Once I’ve finished the profile, I have to start work on making a communicative game for the advanced class, and planning an entire one and a half hour lesson to go with it! The task is made all the harder by the fact that no topic for the lesson is ascribed to us – we can teach whatever we like. Deciding where to begin can be the most difficult thing!
On the whole, all of this work is quite fun – I just wish that I had more time to do it. But then, it does seem to be the type of work that would expand and expand to fill whatever time was available, so maybe I should be grateful that I only have one weekend. And anyway, it was me that chose to do an intensive course…
Posted in Uncategorized | 4 Comments »
February 15th, 2007
This TEFL course thing is hard work! And not just for me – I was amazed to discover that my black ink cartridge, which I installed new in my printer just before the course started, is about to run out. My paper supplies are looking distinctly low, too… poor trees.

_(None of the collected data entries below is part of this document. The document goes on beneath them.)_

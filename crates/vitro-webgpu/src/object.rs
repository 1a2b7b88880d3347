//! Object records and the closed kind set.

use std::collections::BTreeMap;
use std::rc::Rc;

use crate::registry::Handle;

/// An object owned by the browser-side WebGPU implementation.
///
/// The registry never looks inside; it only holds the reference for later
/// calls, compares identity (`Rc::ptr_eq`) for the current-frame texture
/// slot, and invokes [`destroy`](ExternalObject::destroy) on teardown for the
/// kinds that expose one.
pub trait ExternalObject {
    fn destroy(&self) {}
}

pub type ExternalRef = Rc<dyn ExternalObject>;

/// Every registry-tracked object is exactly one of these kinds.
///
/// Boundary operations classify their handle arguments against this tag
/// before proceeding; a mismatch is a caller bug, checked defensively rather
/// than propagated as a runtime error.
#[derive(Clone, Copy, Debug, PartialEq, Eq, Hash)]
pub enum ObjectKind {
    Adapter,
    Device,
    Queue,
    Buffer,
    Texture,
    TextureView,
    ExternalTexture,
    Sampler,
    BindGroupLayout,
    BindGroup,
    PipelineLayout,
    ShaderModule,
    ComputePipeline,
    RenderPipeline,
    CommandEncoder,
    CommandBuffer,
    RenderPassEncoder,
    ComputePassEncoder,
    RenderBundle,
    RenderBundleEncoder,
    QuerySet,
    CanvasContext,
    ImageBitmap,
    DeviceLostInfo,
    Error,
}

impl ObjectKind {
    /// Buffer-like objects track mapped ranges and bind as
    /// `{buffer, offset, size}` in bind group entries.
    pub fn is_buffer(self) -> bool {
        self == ObjectKind::Buffer
    }

    /// Kinds whose underlying object exposes an explicit native teardown.
    pub fn has_explicit_destroy(self) -> bool {
        matches!(
            self,
            ObjectKind::Device | ObjectKind::Buffer | ObjectKind::Texture | ObjectKind::QuerySet
        )
    }

    pub fn is_pass_encoder(self) -> bool {
        matches!(
            self,
            ObjectKind::RenderPassEncoder | ObjectKind::ComputePassEncoder
        )
    }

    /// Encoders that accept bind group commands.
    pub fn is_binding_commands_mixin(self) -> bool {
        matches!(
            self,
            ObjectKind::RenderPassEncoder
                | ObjectKind::ComputePassEncoder
                | ObjectKind::RenderBundleEncoder
        )
    }

    pub fn is_render_commands_mixin(self) -> bool {
        matches!(
            self,
            ObjectKind::RenderPassEncoder | ObjectKind::RenderBundleEncoder
        )
    }

    pub fn is_pipeline(self) -> bool {
        matches!(self, ObjectKind::ComputePipeline | ObjectKind::RenderPipeline)
    }
}

/// Registry entry for one live object.
pub struct ObjectRecord {
    /// The record's own id, for symmetric back-lookup.
    pub id: Handle,
    pub kind: ObjectKind,
    pub external: ExternalRef,
    pub label: String,
    /// Owning object, if this object was created "from" another.
    pub parent: Option<Handle>,
    /// Objects created from this one, destroyed along with it, in creation
    /// order.
    pub derived: Vec<Handle>,
    /// Mapped ranges keyed by byte offset; only populated for buffer-like
    /// objects. The value is the mapped size, `None` meaning "to the end of
    /// the buffer".
    pub mapped_ranges: BTreeMap<u64, Option<u64>>,
}

impl ObjectRecord {
    pub fn new(id: Handle, kind: ObjectKind, external: ExternalRef) -> Self {
        Self {
            id,
            kind,
            external,
            label: String::new(),
            parent: None,
            derived: Vec::new(),
            mapped_ranges: BTreeMap::new(),
        }
    }
}
use thiserror::Error;

use crate::registry::Handle;

/// Recoverable failures surfaced synchronously by boundary operations.
///
/// Caller contract violations (wrong-kind handles, malformed descriptor
/// pointers) are deliberately not represented here; those are debug
/// assertions. These variants cover runtime conditions a well-behaved caller
/// can still run into.
#[derive(Debug, Error, PartialEq, Eq)]
pub enum BridgeError {
    #[error("unknown handle {0}")]
    UnknownHandle(Handle),
    #[error("buffer {buffer} has no mapped range starting at offset {offset}")]
    NoSuchMappedRange { buffer: Handle, offset: u64 },
}
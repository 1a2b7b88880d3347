//! Runtime side of the vitro WebGPU boundary.
//!
//! This crate owns the marshaling and lifetime layer between native code and
//! a browser-hosted WebGPU implementation:
//!
//! - [`registry::HandleRegistry`] maps 32-bit handles to object records and
//!   models the parent/child ownership graph with cascading teardown,
//! - [`bridge::WebGpuBridge`] is the boundary operation surface, decoding
//!   descriptor blocks via `vitro-protocol` and driving the external API,
//! - [`completion`] turns promise-like completions into single-shot or
//!   standing callback invocations carrying a status code and an opaque user
//!   token.
//!
//! The browser-side WebGPU implementation itself is an external collaborator
//! reached through the [`api::WebGpuApi`] trait; [`fake::FakeApi`] is a
//! scripted in-memory implementation for tests.
//!
//! Everything here is single-threaded and cooperative: registry mutations
//! happen synchronously within the boundary call that triggered them, and
//! async completions are delivered on the event-loop thread by
//! [`bridge::WebGpuBridge::dispatch_completions`].

pub mod api;
pub mod bridge;
pub mod completion;
pub mod fake;
pub mod registry;

mod error;
mod object;

pub use error::BridgeError;
pub use object::{ExternalObject, ExternalRef, ObjectKind, ObjectRecord};
pub use registry::{Handle, FIRST_DYNAMIC_HANDLE, FRAME_TEXTURE_HANDLE, INVALID_HANDLE};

I think I’ve finished planning tomorrow’s lesson. Hope I have, anyway! It was all going so well – until I read the bit I’d missed, saying it had to be a primarily oral lesson, and realised that I’d have to replace 25 minutes’ worth of reading and writing activities with speaking and listening. Planning out the lesson isn’t so bad – but then you end up working late into the night drawing pictures of elephants or people called Emily who like travelling, cutting out printed words and sticking them onto bits of card, and persuading harrassed members of your family that they really do want to star in the tape-recorded dialogue for your listening exercise…

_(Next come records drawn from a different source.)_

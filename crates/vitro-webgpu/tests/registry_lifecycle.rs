//! Handle allocation, ownership cascades, and the reserved frame-texture
//! slot.

use pretty_assertions::assert_eq;

use std::rc::Rc;

use vitro_webgpu::fake::FakeObject;
use vitro_webgpu::registry::{HandleRegistry, FIRST_DYNAMIC_HANDLE, FRAME_TEXTURE_HANDLE};
use vitro_webgpu::{ExternalRef, ObjectKind, INVALID_HANDLE};

fn obj(tag: &'static str) -> (Rc<FakeObject>, ExternalRef) {
    let object = FakeObject::new(tag);
    let cloned: Rc<FakeObject> = Rc::clone(&object);
    let external: ExternalRef = cloned;
    (object, external)
}

#[test]
fn live_handles_are_unique() {
    let mut registry = HandleRegistry::new();
    let mut handles = Vec::new();
    for _ in 0..100 {
        let (_, external) = obj("buffer");
        handles.push(registry.store(ObjectKind::Buffer, Some(external)));
    }
    let mut deduped = handles.clone();
    deduped.sort_unstable();
    deduped.dedup();
    assert_eq!(deduped.len(), handles.len());
    assert!(handles.iter().all(|&h| h >= FIRST_DYNAMIC_HANDLE));
    assert_eq!(registry.live_object_count(), 100);
}

#[test]
fn storing_nothing_is_a_creation_failure() {
    let mut registry = HandleRegistry::new();
    assert_eq!(registry.store(ObjectKind::Buffer, None), INVALID_HANDLE);
    assert_eq!(registry.live_object_count(), 0);
}

#[test]
fn freed_ids_are_reused() {
    let mut registry = HandleRegistry::new();
    let (_, a) = obj("buffer");
    let first = registry.store(ObjectKind::Buffer, Some(a));
    registry.destroy(first);

    let (_, b) = obj("buffer");
    let second = registry.store(ObjectKind::Buffer, Some(b));
    assert_eq!(second, first);
}

#[test]
fn wraparound_skips_live_handles() {
    // Small id space stand-in: ids 2..=7, one slot of headroom over the five
    // handles kept live below so allocation always has a gap to find.
    let mut registry = HandleRegistry::with_id_ceiling(7);

    let mut live = Vec::new();
    for _ in 0..5 {
        let (_, external) = obj("buffer");
        live.push(registry.store(ObjectKind::Buffer, Some(external)));
    }
    assert_eq!(live, vec![2, 3, 4, 5, 6]);

    // Free one id in the middle; the next allocation must land there and
    // nowhere else.
    registry.destroy(4);
    live.retain(|&id| id != 4);
    let (_, external) = obj("buffer");
    let reused = registry.store(ObjectKind::Buffer, Some(external));
    assert_eq!(reused, 4);
    live.push(reused);

    // Allocate and retire across the wraparound boundary many times over,
    // mirroring the registry's live set as it changes; a fresh allocation
    // must never collide with a handle that is live at allocation time.
    for _ in 0..50 {
        let (_, external) = obj("texture");
        let id = registry.store(ObjectKind::Texture, Some(external));
        assert!(!live.contains(&id), "allocator reissued live id {id}");
        assert_eq!(registry.kind_of(id), Some(ObjectKind::Texture));
        live.push(id);

        let retired = live.remove(0);
        registry.destroy(retired);
        assert!(!registry.is_valid(retired));
        assert_eq!(registry.live_object_count(), 5);
    }
}

#[test]
fn destroy_cascades_through_derived_objects() {
    let mut registry = HandleRegistry::new();
    let (device_obj, device_ref) = obj("device");
    let device = registry.store(ObjectKind::Device, Some(device_ref));

    let (texture_obj, texture_ref) = obj("texture");
    let texture = registry.store_with_parent(ObjectKind::Texture, Some(texture_ref), device);

    let (_, view_a_ref) = obj("texture-view");
    let view_a = registry.store_with_parent(ObjectKind::TextureView, Some(view_a_ref), texture);
    let (_, view_b_ref) = obj("texture-view");
    let view_b = registry.store_with_parent(ObjectKind::TextureView, Some(view_b_ref), texture);

    assert_eq!(registry.live_object_count(), 4);

    registry.destroy(device);

    assert_eq!(registry.live_object_count(), 0);
    for id in [device, texture, view_a, view_b] {
        assert!(!registry.is_valid(id));
        assert_eq!(registry.kind_of(id), None);
    }
    // Kinds with an explicit teardown got it; views have none to call.
    assert!(device_obj.destroyed.get());
    assert!(texture_obj.destroyed.get());
}

#[test]
fn destroying_a_child_unlinks_it_from_its_parent() {
    let mut registry = HandleRegistry::new();
    let (_, texture_ref) = obj("texture");
    let texture = registry.store(ObjectKind::Texture, Some(texture_ref));
    let (_, view_ref) = obj("texture-view");
    let view = registry.store_with_parent(ObjectKind::TextureView, Some(view_ref), texture);

    registry.destroy(view);
    assert!(registry.is_valid(texture));
    assert!(registry.get(texture).unwrap().derived.is_empty());

    // The parent cascade must not trip over the already-destroyed child.
    registry.destroy(texture);
    assert_eq!(registry.live_object_count(), 0);
}

#[test]
fn destroy_is_idempotent() {
    let mut registry = HandleRegistry::new();
    let (object, external) = obj("buffer");
    let id = registry.store(ObjectKind::Buffer, Some(external));

    registry.destroy(id);
    assert_eq!(registry.live_object_count(), 0);
    assert!(object.destroyed.get());

    // Unknown and already-destroyed ids are no-ops.
    registry.destroy(id);
    registry.destroy(99_999);
    registry.destroy(INVALID_HANDLE);
    assert_eq!(registry.live_object_count(), 0);
}

#[test]
fn destroy_all_is_a_flat_teardown_pass() {
    let mut registry = HandleRegistry::new();
    let (device_obj, device_ref) = obj("device");
    let device = registry.store(ObjectKind::Device, Some(device_ref));
    let (buffer_obj, buffer_ref) = obj("buffer");
    registry.store_with_parent(ObjectKind::Buffer, Some(buffer_ref), device);

    registry.destroy_all();

    assert_eq!(registry.live_object_count(), 0);
    assert!(device_obj.destroyed.get());
    assert!(buffer_obj.destroyed.get());

    // The full clear resets the allocator.
    let (_, external) = obj("buffer");
    assert_eq!(
        registry.store(ObjectKind::Buffer, Some(external)),
        FIRST_DYNAMIC_HANDLE
    );
}

#[test]
fn frame_texture_replacement_destroys_the_prior_occupant() {
    let mut registry = HandleRegistry::new();
    let (_, context_ref) = obj("canvas-context");
    let context = registry.store(ObjectKind::CanvasContext, Some(context_ref));

    let (first_obj, first_ref) = obj("frame-texture");
    assert_eq!(
        registry.install_frame_texture(context, first_ref),
        FRAME_TEXTURE_HANDLE
    );
    let (_, view_ref) = obj("texture-view");
    let view =
        registry.store_with_parent(ObjectKind::TextureView, Some(view_ref), FRAME_TEXTURE_HANDLE);

    let (second_obj, second_ref) = obj("frame-texture");
    assert_eq!(
        registry.install_frame_texture(context, second_ref),
        FRAME_TEXTURE_HANDLE
    );

    // Prior occupant and its derived view are gone; the new texture starts
    // with an empty derived list.
    assert!(first_obj.destroyed.get());
    assert!(!registry.is_valid(view));
    assert!(registry
        .get(FRAME_TEXTURE_HANDLE)
        .unwrap()
        .derived
        .is_empty());
    assert!(!second_obj.destroyed.get());
}

#[test]
fn frame_texture_reinstall_of_same_object_is_a_no_op() {
    let mut registry = HandleRegistry::new();
    let (_, context_ref) = obj("canvas-context");
    let context = registry.store(ObjectKind::CanvasContext, Some(context_ref));

    let (texture_obj, texture_ref) = obj("frame-texture");
    registry.install_frame_texture(context, Rc::clone(&texture_ref));
    let (_, view_ref) = obj("texture-view");
    let view =
        registry.store_with_parent(ObjectKind::TextureView, Some(view_ref), FRAME_TEXTURE_HANDLE);

    // Same underlying object: registry state, including the derived view,
    // must be left untouched.
    registry.install_frame_texture(context, texture_ref);

    assert!(!texture_obj.destroyed.get());
    assert!(registry.is_valid(view));
    assert_eq!(
        registry.get(FRAME_TEXTURE_HANDLE).unwrap().derived,
        vec![view]
    );
}

#[test]
fn destroying_the_context_takes_the_frame_texture_with_it() {
    let mut registry = HandleRegistry::new();
    let (_, context_ref) = obj("canvas-context");
    let context = registry.store(ObjectKind::CanvasContext, Some(context_ref));
    let (texture_obj, texture_ref) = obj("frame-texture");
    registry.install_frame_texture(context, texture_ref);

    registry.destroy(context);

    assert!(!registry.is_valid(FRAME_TEXTURE_HANDLE));
    assert!(texture_obj.destroyed.get());
    assert_eq!(registry.live_object_count(), 0);
}

#[test]
fn labels_round_trip() {
    let mut registry = HandleRegistry::new();
    let (_, external) = obj("buffer");
    let id = registry.store(ObjectKind::Buffer, Some(external));

    assert_eq!(registry.label(id), Some(""));
    registry.set_label(id, "vertex ring");
    assert_eq!(registry.label(id), Some("vertex ring"));
    assert_eq!(registry.label(12345), None);
}

#[test]
fn record_back_reference_matches_its_handle() {
    let mut registry = HandleRegistry::new();
    let (_, external) = obj("sampler");
    let id = registry.store(ObjectKind::Sampler, Some(external));
    assert_eq!(registry.get(id).unwrap().id, id);
}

I did begin to see, yesterday, how all this could be quite fun really. It’s still a lot of work. But it does seem that, with each lesson you teach, you add a little bit to your store of ideas and resources. Perhaps it may even, eventually, be possible to be a teacher and to engage in extra-curricular activities!
Posted in Uncategorized | 1 Comment »
February 14th, 2007
I actually enjoyed today’s lesson! I think that was partly because I’d chosen a subject I find interesting (the story of Grace Darling), but also because the language was at the right level for the students (it could have been harder, but it wasn’t too easy), so they weren’t bored. Everyone was very grateful to have their errors corrected. The class was even pleased when they didn’t have time to finish the final task and I set it for homework! For the first time since starting the course I’m thinking that English teaching is something I might actually be able to do – that it might even be quite fun!
We went straight home after teaching today (at lunchtime), supposedly giving us plenty of time to start planning our one-to-one lessons for Friday. In fact I managed to waste most of the afternoon. I’m not quite sure how, but it got to about 4.00 and I hadn’t really done anything. Amazing how easy it is to procrastinate, even when you know that you have a lot of work and not really enough time to do it in.
Posted in Uncategorized | No Comments »
February 13th, 2007
I think that everyone on the course is finding it hard work. We’re all tired, most of us have been ill, and everybody’s finding that lesson planning takes a very long time. It’s kind of nice to know that it does affect everybody in the same way – that it’s not just me stressing all night about practice tasks, working almost every spare moment and still feeling that things aren’t done to the standard I’d like, and sometimes being rude to family and close friends who happen to be nearby when things get difficult…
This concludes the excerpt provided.